### Problem description
Every line below that includes the word "pass" needs to be copied.

### Data records
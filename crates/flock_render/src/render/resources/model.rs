//! Models: a mesh drawn with a shader and texture at a pose

use crate::foundation::collections::Handle;
use crate::foundation::math::{Mat4, Mat4Ext, Vec3};

use super::{Mesh, Shader, Texture};

/// A drawable instance
///
/// The three resource handles are weak references: the registry checks them
/// when the model is created or updated, and the batcher re-checks them every
/// frame, skipping the model if any has gone stale.
#[derive(Debug, Clone, Copy, PartialEq)]
pub struct Model {
    /// Geometry
    pub mesh: Handle<Mesh>,
    /// Texture bound to unit 0
    pub texture: Handle<Texture>,
    /// Program used to draw the mesh
    pub shader: Handle<Shader>,
    /// World position
    pub position: Vec3,
    /// XYZ Euler angles in radians
    pub rotation: Vec3,
    /// Per-axis scale
    pub scale: Vec3,
    /// Drawn only when set
    pub visible: bool,
    /// Belongs to the screen-space UI pass rather than the 3D pass
    pub ui: bool,
}

impl Model {
    /// A visible 3D model at the origin with unit scale
    #[must_use]
    pub fn new(mesh: Handle<Mesh>, texture: Handle<Texture>, shader: Handle<Shader>) -> Self {
        Self {
            mesh,
            texture,
            shader,
            position: Vec3::zeros(),
            rotation: Vec3::zeros(),
            scale: Vec3::new(1.0, 1.0, 1.0),
            visible: true,
            ui: false,
        }
    }

    /// Set the position
    #[must_use]
    pub const fn with_position(mut self, position: Vec3) -> Self {
        self.position = position;
        self
    }

    /// Set the rotation (radians)
    #[must_use]
    pub const fn with_rotation(mut self, rotation: Vec3) -> Self {
        self.rotation = rotation;
        self
    }

    /// Set the scale
    #[must_use]
    pub const fn with_scale(mut self, scale: Vec3) -> Self {
        self.scale = scale;
        self
    }

    /// Set visibility
    #[must_use]
    pub const fn with_visible(mut self, visible: bool) -> Self {
        self.visible = visible;
        self
    }

    /// Move the model to the UI pass
    #[must_use]
    pub const fn with_ui(mut self, ui: bool) -> Self {
        self.ui = ui;
        self
    }

    /// Local-to-world transform, `T * R * S`
    #[must_use]
    pub fn model_matrix(&self) -> Mat4 {
        Mat4::model(self.position, self.rotation, self.scale)
    }
}

#[cfg(test)]
mod tests {
    use super::*;
    use crate::foundation::math::Point3;
    use approx::assert_relative_eq;

    fn template() -> Model {
        Model::new(
            Handle::from_raw_parts(0, 0),
            Handle::from_raw_parts(0, 0),
            Handle::from_raw_parts(0, 0),
        )
    }

    #[test]
    fn test_new_model_is_visible_3d_identity() {
        let model = template();
        assert!(model.visible);
        assert!(!model.ui);
        assert_relative_eq!(model.model_matrix(), Mat4::identity());
    }

    #[test]
    fn test_model_matrix_applies_pose() {
        let model = template()
            .with_position(Vec3::new(0.0, 2.0, 0.0))
            .with_rotation(Vec3::new(0.0, 0.0, std::f32::consts::FRAC_PI_2))
            .with_scale(Vec3::new(2.0, 2.0, 2.0));

        // Scale to x=2, rotate a quarter turn about z onto +y, then lift by 2.
        let p = model.model_matrix().transform_point(&Point3::new(1.0, 0.0, 0.0));
        assert_relative_eq!(p, Point3::new(0.0, 4.0, 0.0), epsilon = 1e-5);
    }
}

### Output of the exercise
    /// Belongs to the screen-space UI pass rather than the 3D pass
    /// Move the model to the UI pass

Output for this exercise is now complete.